Zimbabwe Won’t Be ‘Fishing Pond’ for Dollars, Chinamasa Says

  • Foreign currency earnings to be used only for vital imports
  • Economic growth forecast for 2016 cut due to drought

Zimbabwe will introduce bond notes and restrict the spending of foreign currency to vital commodities to limit dollars leaving the country and exacerbating the nation’s cash crunch, according to Finance Minister Patrick Chinamasa.

“We believe the introduction of the bond notes will help stop the country from being a fishing pond for the U.S. dollar,” Chinamasa said in an interview Wednesday at the African Development Bank’s annual meetings in Zambia’s capital, Lusaka. “A lot of companies, so-called investors, come to fish out our U.S. dollar resources and that is what is producing the shortage.”

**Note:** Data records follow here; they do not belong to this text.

//! Shared declaration registry
//!
//! Operation renderers request small capability interfaces (and the sentinel
//! error) that several generated functions share. The registry makes those
//! requests idempotent: each key reaches the header at most once per session,
//! no matter how many renderers ask for it or in what order they run.
//!
//! Header order is "first requested": every request carries a [`Rank`] of
//! `(operation position, request index)` and the header is emitted in
//! ascending rank, so concurrent and sequential rendering agree byte for byte.

use parking_lot::Mutex;
use std::collections::{BTreeMap, BTreeSet};
use tracing::trace;

/// Import path for `database/sql`
pub const IMPORT_SQL: &str = "database/sql";
/// Import path for `errors`
pub const IMPORT_ERRORS: &str = "errors";
/// Import path for `fmt`
pub const IMPORT_FMT: &str = "fmt";
/// Import path for `strings`
pub const IMPORT_STRINGS: &str = "strings";

/// A shared declaration key
#[derive(Debug, Clone, Copy, PartialEq, Eq, PartialOrd, Ord, Hash)]
pub enum Declaration {
    /// Execute a statement
    Execer,
    /// Run a query returning multiple rows
    Queryer,
    /// Run a query returning one row
    QueryRower,
    /// Apply a filter predicate
    SqlFilter,
    /// Apply a sort order
    SqlSorter,
    /// Sentinel error for deletes that matched nothing
    NoRowsAffected,
}

impl Declaration {
    /// Every declaration, in canonical order
    pub const ALL: [Self; 6] = [
        Self::Execer,
        Self::Queryer,
        Self::QueryRower,
        Self::SqlFilter,
        Self::SqlSorter,
        Self::NoRowsAffected,
    ];

    /// Identifier the declaration introduces in the target package
    #[must_use]
    pub const fn identifier(self) -> &'static str {
        match self {
            Self::Execer => "cruderExecer",
            Self::Queryer => "cruderQueryer",
            Self::QueryRower => "cruderQueryRower",
            Self::SqlFilter => "cruderSQLFilter",
            Self::SqlSorter => "cruderSQLSorter",
            Self::NoRowsAffected => "ErrNoRowsAffected",
        }
    }

    /// Declaration source text
    #[must_use]
    pub const fn text(self) -> &'static str {
        match self {
            Self::Execer => EXECER_DECL,
            Self::Queryer => QUERYER_DECL,
            Self::QueryRower => QUERY_ROWER_DECL,
            Self::SqlFilter => SQL_FILTER_DECL,
            Self::SqlSorter => SQL_SORTER_DECL,
            Self::NoRowsAffected => NO_ROWS_AFFECTED_DECL,
        }
    }

    /// Imports the declaration text refers to
    #[must_use]
    pub const fn imports(self) -> &'static [&'static str] {
        match self {
            Self::Execer | Self::Queryer | Self::QueryRower => &[IMPORT_SQL],
            Self::NoRowsAffected => &[IMPORT_ERRORS],
            Self::SqlFilter | Self::SqlSorter => &[],
        }
    }
}

const EXECER_DECL: &str = r"
type cruderExecer interface {
	Exec(string, ...interface{}) (sql.Result, error)
}
";

const QUERYER_DECL: &str = r"
type cruderQueryer interface {
	Query(string, ...interface{}) (*sql.Rows, error)
}
";

const QUERY_ROWER_DECL: &str = r"
type cruderQueryRower interface {
	QueryRow(string, ...interface{}) *sql.Row
}
";

const SQL_FILTER_DECL: &str = r"
// cruderSQLFilter returns a WHERE predicate (without the WHERE keyword) and its
// positional arguments, numbered from $1
type cruderSQLFilter interface {
	Where() (string, []interface{})
}
";

const SQL_SORTER_DECL: &str = r"
// cruderSQLSorter returns an ORDER BY expression (without the ORDER BY keyword)
type cruderSQLSorter interface {
	OrderBy() string
}
";

const NO_ROWS_AFFECTED_DECL: &str = r#"
// ErrNoRowsAffected is returned when a statement succeeded but changed no rows
var ErrNoRowsAffected = errors.New("sql: no rows affected")
"#;

/// Position of a declaration request within a session
#[derive(Debug, Clone, Copy, PartialEq, Eq, PartialOrd, Ord, Default)]
pub struct Rank {
    /// Position of the requesting operation in the requested list
    pub operation: usize,
    /// Index of the request within that operation's render
    pub request: usize,
}

/// Single-owner registry of emitted declarations and required imports
#[derive(Debug, Default)]
pub struct SharedDeclarationRegistry {
    declared: BTreeMap<Declaration, Rank>,
    existing: BTreeSet<String>,
    imports: BTreeSet<String>,
    arrivals: usize,
}

impl SharedDeclarationRegistry {
    /// Empty registry
    #[must_use]
    pub fn new() -> Self {
        Self::default()
    }

    /// Registry that treats the given package identifiers as already declared
    #[must_use]
    pub fn with_existing<I, S>(identifiers: I) -> Self
    where
        I: IntoIterator<Item = S>,
        S: Into<String>,
    {
        Self {
            existing: identifiers.into_iter().map(Into::into).collect(),
            ..Self::default()
        }
    }

    /// Request `decl` in arrival order
    ///
    /// Returns `true` if this call newly scheduled it for the header.
    pub fn ensure_declared(&mut self, decl: Declaration) -> bool {
        let rank = Rank {
            operation: 0,
            request: self.arrivals,
        };
        self.arrivals += 1;
        self.ensure_declared_at(decl, rank)
    }

    /// Request `decl` on behalf of the request at `rank`
    ///
    /// Returns `true` if this call newly scheduled it for the header. A later
    /// call with a lower rank moves the declaration earlier but still returns
    /// `false`.
    pub fn ensure_declared_at(&mut self, decl: Declaration, rank: Rank) -> bool {
        if self.existing.contains(decl.identifier()) {
            trace!(declaration = decl.identifier(), "already declared in package");
            return false;
        }

        if let Some(current) = self.declared.get_mut(&decl) {
            *current = (*current).min(rank);
            return false;
        }

        trace!(declaration = decl.identifier(), ?rank, "declaring");
        self.declared.insert(decl, rank);
        for import in decl.imports() {
            self.require_import(*import);
        }
        true
    }

    /// Add an import path to the import set
    pub fn require_import(&mut self, path: impl Into<String>) {
        let path = path.into();
        if !self.imports.contains(&path) {
            trace!(import = %path, "requiring import");
            self.imports.insert(path);
        }
    }

    /// Whether `decl` is scheduled for the header
    #[must_use]
    pub fn is_declared(&self, decl: Declaration) -> bool {
        self.declared.contains_key(&decl)
    }

    /// Scheduled declarations in header order
    #[must_use]
    pub fn declarations(&self) -> Vec<Declaration> {
        let mut ranked: Vec<_> = self.declared.iter().map(|(d, r)| (*r, *d)).collect();
        ranked.sort_unstable();
        ranked.into_iter().map(|(_, d)| d).collect()
    }

    /// Required imports, lexicographically
    pub fn imports(&self) -> impl Iterator<Item = &str> {
        self.imports.iter().map(String::as_str)
    }

    /// Header text: every scheduled declaration once, in header order
    #[must_use]
    pub fn header(&self) -> String {
        self.declarations().into_iter().map(Declaration::text).collect()
    }
}

/// Where renderers send their declaration and import requests
pub trait DeclarationSink {
    /// Request a shared declaration; `true` if newly emitted
    fn ensure_declared(&mut self, decl: Declaration) -> bool;

    /// Require an import path
    fn require_import(&mut self, path: &str);
}

impl DeclarationSink for SharedDeclarationRegistry {
    fn ensure_declared(&mut self, decl: Declaration) -> bool {
        Self::ensure_declared(self, decl)
    }

    fn require_import(&mut self, path: &str) {
        Self::require_import(self, path);
    }
}

/// Sink for one operation's render over an exclusively borrowed registry
#[derive(Debug)]
pub struct RegistryScope<'a> {
    registry: &'a mut SharedDeclarationRegistry,
    operation: usize,
    requests: usize,
}

impl<'a> RegistryScope<'a> {
    /// Scope requests to the operation at `operation` in the requested list
    pub fn new(registry: &'a mut SharedDeclarationRegistry, operation: usize) -> Self {
        Self {
            registry,
            operation,
            requests: 0,
        }
    }
}

impl DeclarationSink for RegistryScope<'_> {
    fn ensure_declared(&mut self, decl: Declaration) -> bool {
        let rank = Rank {
            operation: self.operation,
            request: self.requests,
        };
        self.requests += 1;
        self.registry.ensure_declared_at(decl, rank)
    }

    fn require_import(&mut self, path: &str) {
        self.registry.require_import(path);
    }
}

/// Sink for one operation's render over a registry shared between threads
///
/// Each request takes the lock once; nothing is held between requests.
#[derive(Debug)]
pub struct LockedScope<'a> {
    registry: &'a Mutex<SharedDeclarationRegistry>,
    operation: usize,
    requests: usize,
}

impl<'a> LockedScope<'a> {
    /// Scope requests to the operation at `operation` in the requested list
    #[must_use]
    pub const fn new(registry: &'a Mutex<SharedDeclarationRegistry>, operation: usize) -> Self {
        Self {
            registry,
            operation,
            requests: 0,
        }
    }
}

impl DeclarationSink for LockedScope<'_> {
    fn ensure_declared(&mut self, decl: Declaration) -> bool {
        let rank = Rank {
            operation: self.operation,
            request: self.requests,
        };
        self.requests += 1;
        self.registry.lock().ensure_declared_at(decl, rank)
    }

    fn require_import(&mut self, path: &str) {
        self.registry.lock().require_import(path);
    }
}

#[cfg(test)]
mod tests {
    use super::*;

    #[test]
    fn test_ensure_declared_is_idempotent() {
        let mut registry = SharedDeclarationRegistry::new();
        assert!(registry.ensure_declared(Declaration::QueryRower));
        assert!(!registry.ensure_declared(Declaration::QueryRower));
        assert!(!registry.ensure_declared(Declaration::QueryRower));
        assert_eq!(registry.header().matches("type cruderQueryRower").count(), 1);
    }

    #[test]
    fn test_declarations_pull_in_imports() {
        let mut registry = SharedDeclarationRegistry::new();
        registry.ensure_declared(Declaration::NoRowsAffected);
        registry.ensure_declared(Declaration::Execer);
        registry.require_import(IMPORT_FMT);
        let imports: Vec<_> = registry.imports().collect();
        assert_eq!(imports, vec!["database/sql", "errors", "fmt"]);
    }

    #[test]
    fn test_header_follows_first_request() {
        let mut registry = SharedDeclarationRegistry::new();
        registry.ensure_declared(Declaration::SqlSorter);
        registry.ensure_declared(Declaration::Execer);
        registry.ensure_declared(Declaration::SqlSorter);
        assert_eq!(
            registry.declarations(),
            vec![Declaration::SqlSorter, Declaration::Execer]
        );
    }

    #[test]
    fn test_lower_rank_moves_declaration_earlier() {
        let mut registry = SharedDeclarationRegistry::new();
        let late = Rank { operation: 3, request: 0 };
        let early = Rank { operation: 1, request: 0 };
        assert!(registry.ensure_declared_at(Declaration::Execer, late));
        assert!(registry.ensure_declared_at(Declaration::QueryRower, Rank { operation: 2, request: 0 }));
        assert!(!registry.ensure_declared_at(Declaration::Execer, early));
        assert_eq!(
            registry.declarations(),
            vec![Declaration::Execer, Declaration::QueryRower]
        );
    }

    #[test]
    fn test_existing_identifiers_are_skipped() {
        let mut registry = SharedDeclarationRegistry::with_existing(["cruderExecer"]);
        assert!(!registry.ensure_declared(Declaration::Execer));
        assert!(!registry.is_declared(Declaration::Execer));
        assert!(registry.header().is_empty());
        assert_eq!(registry.imports().count(), 0);
    }

    #[test]
    fn test_locked_scope_ranks_by_operation() {
        let registry = Mutex::new(SharedDeclarationRegistry::new());
        let mut second = LockedScope::new(&registry, 1);
        let mut first = LockedScope::new(&registry, 0);
        second.ensure_declared(Declaration::Execer);
        first.ensure_declared(Declaration::Queryer);
        first.ensure_declared(Declaration::Execer);
        assert_eq!(
            registry.lock().declarations(),
            vec![Declaration::Queryer, Declaration::Execer]
        );
    }

    #[test]
    fn test_every_declaration_text_names_its_identifier() {
        for decl in Declaration::ALL {
            assert!(decl.text().contains(decl.identifier()));
        }
    }
}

Zimbabwe, which abandoned its own currency in 2009 because of hyperinflation, trades mainly in U.S. dollars, while the rand, euro, Botswana pula, yen, yuan and Indian rupee are also legal tender. The central bank limited cash withdrawals from ATMs earlier this month as the country’s ailing economy caused dollar supplies to evaporate, and started a program to explain introduction of bond notes, which will be worth their exact counterparts in U.S. dollars as currency.

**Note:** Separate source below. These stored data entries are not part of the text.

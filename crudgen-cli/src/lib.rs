//! crudgen CLI library

#![forbid(unsafe_code)]
#![deny(clippy::all, clippy::pedantic, clippy::nursery)]
#![warn(clippy::cargo)]
#![allow(clippy::multiple_crate_versions)]

pub mod gofmt;
pub mod observability;
pub mod source;

pub use gofmt::Gofmt;
pub use source::{RecordSource, SourceArgs};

The Reserve Bank of Zimbabwe has introduced measures to manage “the foreign currency earnings that we earn as a country and make sure that money is used not to import trinkets but is used to import very vital commodities,” Chinamasa said. “We have produced a priority list which will be used by the bank to guide them on what items they can use foreign currency to import.”

The shortage highlights the struggle President Robert Mugabe’s government faces in resuscitating an economy that is half the size it was 15 years ago, according to government estimates, with about 90 percent of the population out of formal employment. Authorities abandoned an earlier plan to convert half of their export earnings into South African rand and euros and said it will now require 50 percent of those earnings to be transferred to a Reserve Bank of Zimbabwe account.

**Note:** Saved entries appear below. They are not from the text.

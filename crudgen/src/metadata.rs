//! Record metadata at the boundary with the source-parsing collaborator
//!
//! The generator never parses Go itself. It receives, for one record type, an
//! ordered list of field descriptors (declared name, declared type, optional
//! column name) and works purely from those.
//!
//! Metadata arrives either programmatically ([`RecordMetadata::new`]), from
//! compact field specs (`Name:type[:column]`), or from a JSON
//! [`PackageManifest`]:
//!
//! ```json
//! {
//!   "package": "example",
//!   "declarations": [],
//!   "records": [
//!     {
//!       "name": "Foo",
//!       "fields": [
//!         { "name": "ID", "type": "uint64", "tag": "db:\"id\"" },
//!         { "name": "Name", "type": "string", "tag": "db:\"name\"" },
//!         { "name": "DeletedAt", "type": "time.Time", "tag": "db:\"deleted_at\"" }
//!       ]
//!     }
//!   ]
//! }
//! ```

use crate::error::{GenerateError, Result};
use serde::{Deserialize, Serialize};
use std::collections::HashSet;
use std::fmt;

/// Go predeclared types that are never passed by reference
///
/// `error` is predeclared but a named interface type, so it stays out.
const BASIC_TYPES: &[&str] = &[
    "bool", "string", "byte", "rune", "int", "int8", "int16", "int32", "int64", "uint", "uint8",
    "uint16", "uint32", "uint64", "uintptr", "float32", "float64", "complex64", "complex128",
    "any",
];

/// Structural shape of a declared field type
#[derive(Debug, Clone, Copy, PartialEq, Eq, Serialize, Deserialize)]
#[serde(rename_all = "lowercase")]
pub enum TypeShape {
    /// Predeclared type (`string`, `uint64`, ...)
    Basic,
    /// Named type (`time.Time`, `sql.NullString`, `Status`)
    Named,
    /// Pointer type (`*T`)
    Pointer,
    /// Slice or array type (`[]T`, `[4]T`)
    Slice,
    /// Map type (`map[K]V`)
    Map,
    /// Anything else (func, chan, inline struct or interface)
    Other,
}

impl TypeShape {
    /// Classify a Go type expression
    ///
    /// # Examples
    ///
    /// ```
    /// # use crudgen::metadata::TypeShape;
    /// assert_eq!(TypeShape::of("uint64"), TypeShape::Basic);
    /// assert_eq!(TypeShape::of("time.Time"), TypeShape::Named);
    /// assert_eq!(TypeShape::of("*string"), TypeShape::Pointer);
    /// ```
    #[must_use]
    pub fn of(type_expr: &str) -> Self {
        let expr = type_expr.trim();
        if expr.starts_with('*') {
            Self::Pointer
        } else if expr.starts_with('[') {
            Self::Slice
        } else if expr.starts_with("map[") {
            Self::Map
        } else if BASIC_TYPES.contains(&expr) {
            Self::Basic
        } else if is_qualified_identifier(expr) {
            Self::Named
        } else {
            Self::Other
        }
    }

    /// Whether a write value of this shape is passed as `&x.Field`
    #[must_use]
    pub const fn requires_reference(self) -> bool {
        matches!(self, Self::Named)
    }
}

fn is_identifier(s: &str) -> bool {
    let mut chars = s.chars();
    chars
        .next()
        .is_some_and(|c| c.is_alphabetic() || c == '_')
        && chars.all(|c| c.is_alphanumeric() || c == '_')
}

fn is_qualified_identifier(s: &str) -> bool {
    match s.split_once('.') {
        Some((pkg, name)) => is_identifier(pkg) && is_identifier(name),
        None => is_identifier(s),
    }
}

/// Extract the `db` column name from a Go struct tag
///
/// Options after a comma are ignored; an empty value or `-` yields `None`.
///
/// # Examples
///
/// ```
/// # use crudgen::metadata::column_from_tag;
/// assert_eq!(column_from_tag(r#"db:"deleted_at" json:"deletedAt""#), Some("deleted_at".to_string()));
/// assert_eq!(column_from_tag(r#"json:"name""#), None);
/// assert_eq!(column_from_tag(r#"db:"-""#), None);
/// ```
#[must_use]
pub fn column_from_tag(tag: &str) -> Option<String> {
    let mut rest = tag.trim().trim_matches('`');
    while !rest.is_empty() {
        rest = rest.trim_start();
        let (key, after_key) = rest.split_once(':')?;
        let after_key = after_key.strip_prefix('"')?;
        let end = closing_quote(after_key)?;
        let value = &after_key[..end];
        rest = &after_key[end + 1..];

        if key.trim() == "db" {
            let column = value.split(',').next().unwrap_or_default().trim();
            return (!column.is_empty() && column != "-").then(|| column.to_string());
        }
    }
    None
}

/// Index of the first unescaped `"`
fn closing_quote(s: &str) -> Option<usize> {
    let mut escaped = false;
    for (idx, c) in s.char_indices() {
        match c {
            '\\' if !escaped => escaped = true,
            '"' if !escaped => return Some(idx),
            _ => escaped = false,
        }
    }
    None
}

/// One field of a record type, in declaration order
#[derive(Debug, Clone, PartialEq, Eq)]
pub struct FieldDescriptor {
    ordinal: usize,
    name: String,
    column: Option<String>,
    type_expr: String,
    shape: TypeShape,
}

impl FieldDescriptor {
    /// Position of the field within its record
    #[must_use]
    pub const fn ordinal(&self) -> usize {
        self.ordinal
    }

    /// Declared field name
    #[must_use]
    pub fn name(&self) -> &str {
        &self.name
    }

    /// Declared Go type expression
    #[must_use]
    pub fn type_expr(&self) -> &str {
        &self.type_expr
    }

    /// Shape of the declared type
    #[must_use]
    pub const fn shape(&self) -> TypeShape {
        self.shape
    }

    /// Database column name, defaulting to the declared name
    #[must_use]
    pub fn column(&self) -> &str {
        self.column.as_deref().unwrap_or(&self.name)
    }
}

/// Unresolved field input: `name`, Go type, optional column
#[derive(Debug, Clone, PartialEq, Eq, Serialize, Deserialize)]
pub struct FieldSpec {
    /// Declared field name
    pub name: String,
    /// Go type expression
    #[serde(rename = "type")]
    pub type_expr: String,
    /// Explicit column name (wins over `tag`)
    #[serde(default, skip_serializing_if = "Option::is_none")]
    pub column: Option<String>,
    /// Raw Go struct tag
    #[serde(default, skip_serializing_if = "Option::is_none")]
    pub tag: Option<String>,
}

impl FieldSpec {
    /// Create a field spec without a column override
    pub fn new(name: impl Into<String>, type_expr: impl Into<String>) -> Self {
        Self {
            name: name.into(),
            type_expr: type_expr.into(),
            column: None,
            tag: None,
        }
    }

    /// Set the column name
    #[must_use]
    pub fn column(mut self, column: impl Into<String>) -> Self {
        self.column = Some(column.into());
        self
    }

    /// Parse `Name:type[:column]`
    ///
    /// # Examples
    ///
    /// ```
    /// # use crudgen::metadata::FieldSpec;
    /// let spec = FieldSpec::parse("DeletedAt:time.Time:deleted_at").unwrap();
    /// assert_eq!(spec.name, "DeletedAt");
    /// assert_eq!(spec.type_expr, "time.Time");
    /// assert_eq!(spec.column.as_deref(), Some("deleted_at"));
    /// ```
    ///
    /// # Errors
    ///
    /// Returns [`GenerateError::InvalidFieldSpec`] if the name is not a Go
    /// identifier or the type is missing.
    pub fn parse(input: &str) -> Result<Self> {
        let mut parts = input.splitn(3, ':').map(str::trim);
        let name = parts.next().unwrap_or_default();
        let type_expr = parts.next().unwrap_or_default();

        if !is_identifier(name) || type_expr.is_empty() {
            return Err(GenerateError::InvalidFieldSpec(input.to_string()));
        }

        let spec = Self::new(name, type_expr);
        Ok(match parts.next().filter(|c| !c.is_empty()) {
            Some(column) => spec.column(column),
            None => spec,
        })
    }

    fn resolved_column(&self) -> Option<String> {
        self.column
            .clone()
            .or_else(|| self.tag.as_deref().and_then(column_from_tag))
    }
}

/// Kind of a named type as reported by the metadata source
#[derive(Debug, Clone, PartialEq, Eq, Default)]
pub enum RecordKind {
    /// A struct type
    #[default]
    Struct,
    /// Any other kind (`interface`, `alias`, `int`, ...)
    Other(String),
}

impl fmt::Display for RecordKind {
    fn fmt(&self, f: &mut fmt::Formatter<'_>) -> fmt::Result {
        match self {
            Self::Struct => f.write_str("struct"),
            Self::Other(kind) => f.write_str(kind),
        }
    }
}

impl From<&str> for RecordKind {
    fn from(kind: &str) -> Self {
        if kind.eq_ignore_ascii_case("struct") {
            Self::Struct
        } else {
            Self::Other(kind.to_string())
        }
    }
}

/// Ordered field list for one record type
#[derive(Debug, Clone, PartialEq, Eq)]
pub struct RecordMetadata {
    name: String,
    fields: Vec<FieldDescriptor>,
}

impl RecordMetadata {
    /// Build metadata from field specs in declaration order
    ///
    /// # Errors
    ///
    /// Returns [`GenerateError::DuplicateField`] if two specs share a name.
    pub fn new(name: impl Into<String>, specs: Vec<FieldSpec>) -> Result<Self> {
        let name = name.into();
        let mut seen = HashSet::with_capacity(specs.len());
        let mut fields = Vec::with_capacity(specs.len());

        for (ordinal, spec) in specs.into_iter().enumerate() {
            if !seen.insert(spec.name.clone()) {
                return Err(GenerateError::DuplicateField {
                    record: name,
                    field: spec.name,
                });
            }
            let column = spec.resolved_column();
            let shape = TypeShape::of(&spec.type_expr);
            fields.push(FieldDescriptor {
                ordinal,
                name: spec.name,
                column,
                type_expr: spec.type_expr,
                shape,
            });
        }

        Ok(Self { name, fields })
    }

    /// Record type name
    #[must_use]
    pub fn name(&self) -> &str {
        &self.name
    }

    /// Fields in ordinal order
    #[must_use]
    pub fn fields(&self) -> &[FieldDescriptor] {
        &self.fields
    }

    /// Field at `ordinal`
    #[must_use]
    pub fn field(&self, ordinal: usize) -> Option<&FieldDescriptor> {
        self.fields.get(ordinal)
    }

    /// Ordinal of the field declared as `name`, after trimming whitespace
    #[must_use]
    pub fn position(&self, name: &str) -> Option<usize> {
        let name = name.trim();
        self.fields.iter().position(|f| f.name == name)
    }
}

/// Anything that can resolve a record type name to its metadata
pub trait MetadataSource {
    /// Package the records belong to
    fn package(&self) -> &str;

    /// Type names already declared in the target package
    fn existing_declarations(&self) -> &[String] {
        &[]
    }

    /// Resolve `name` to its metadata
    ///
    /// # Errors
    ///
    /// [`GenerateError::RecordNotFound`] when the type is unknown,
    /// [`GenerateError::NotAStruct`] when it is not a struct.
    fn lookup(&self, name: &str) -> Result<RecordMetadata>;
}

/// One record entry in a manifest
#[derive(Debug, Clone, Serialize, Deserialize)]
pub struct RecordEntry {
    /// Record type name
    pub name: String,
    /// Kind of the type; defaults to `struct`
    #[serde(default = "default_kind")]
    pub kind: String,
    /// Fields in declaration order
    #[serde(default)]
    pub fields: Vec<FieldSpec>,
}

fn default_kind() -> String {
    "struct".to_string()
}

/// Package-level metadata produced by an external Go type checker
#[derive(Debug, Clone, Serialize, Deserialize)]
pub struct PackageManifest {
    /// Go package name
    pub package: String,
    /// Type names already declared in the package
    #[serde(default)]
    pub declarations: Vec<String>,
    /// Record types in the package
    #[serde(default)]
    pub records: Vec<RecordEntry>,
}

impl PackageManifest {
    /// Decode a manifest from JSON text
    ///
    /// # Errors
    ///
    /// Returns [`GenerateError::Manifest`] if the JSON is malformed.
    pub fn from_json(json: &str) -> Result<Self> {
        Ok(serde_json::from_str(json)?)
    }
}

impl MetadataSource for PackageManifest {
    fn package(&self) -> &str {
        &self.package
    }

    fn existing_declarations(&self) -> &[String] {
        &self.declarations
    }

    fn lookup(&self, name: &str) -> Result<RecordMetadata> {
        let entry = self
            .records
            .iter()
            .find(|r| r.name == name)
            .ok_or_else(|| GenerateError::RecordNotFound {
                name: name.to_string(),
                package: self.package.clone(),
            })?;

        if let RecordKind::Other(kind) = RecordKind::from(entry.kind.as_str()) {
            return Err(GenerateError::NotAStruct {
                name: name.to_string(),
                kind,
            });
        }

        RecordMetadata::new(entry.name.clone(), entry.fields.clone())
    }
}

Zimbabwe’s economic growth forecast for 2016 has been cut to between 1.1 percent and 1.5 percent this year, from 2.7 percent earlier, as the region’s worst drought in decades led to increased expenditure and lower farming output, Chinamasa said. Gross domestic product expanded an estimated 1.1 percent last year, according to the International Monetary Fund.

The Washington-based lender said earlier this month the southern African nation must repay money it owes to the IMF, World Bank and African Development Bank before receiving a new IMF loan. Chinamasa said Zimbabwe can borrow money as long as it is clear about the purpose of the loan.

“We have a policy that any new loans should not go towards consumption, but towards putting up infrastructure,” he said. “We have said that the loan we borrow must create an asset infrastructure that is able to generate cash flows in order to service the loan.”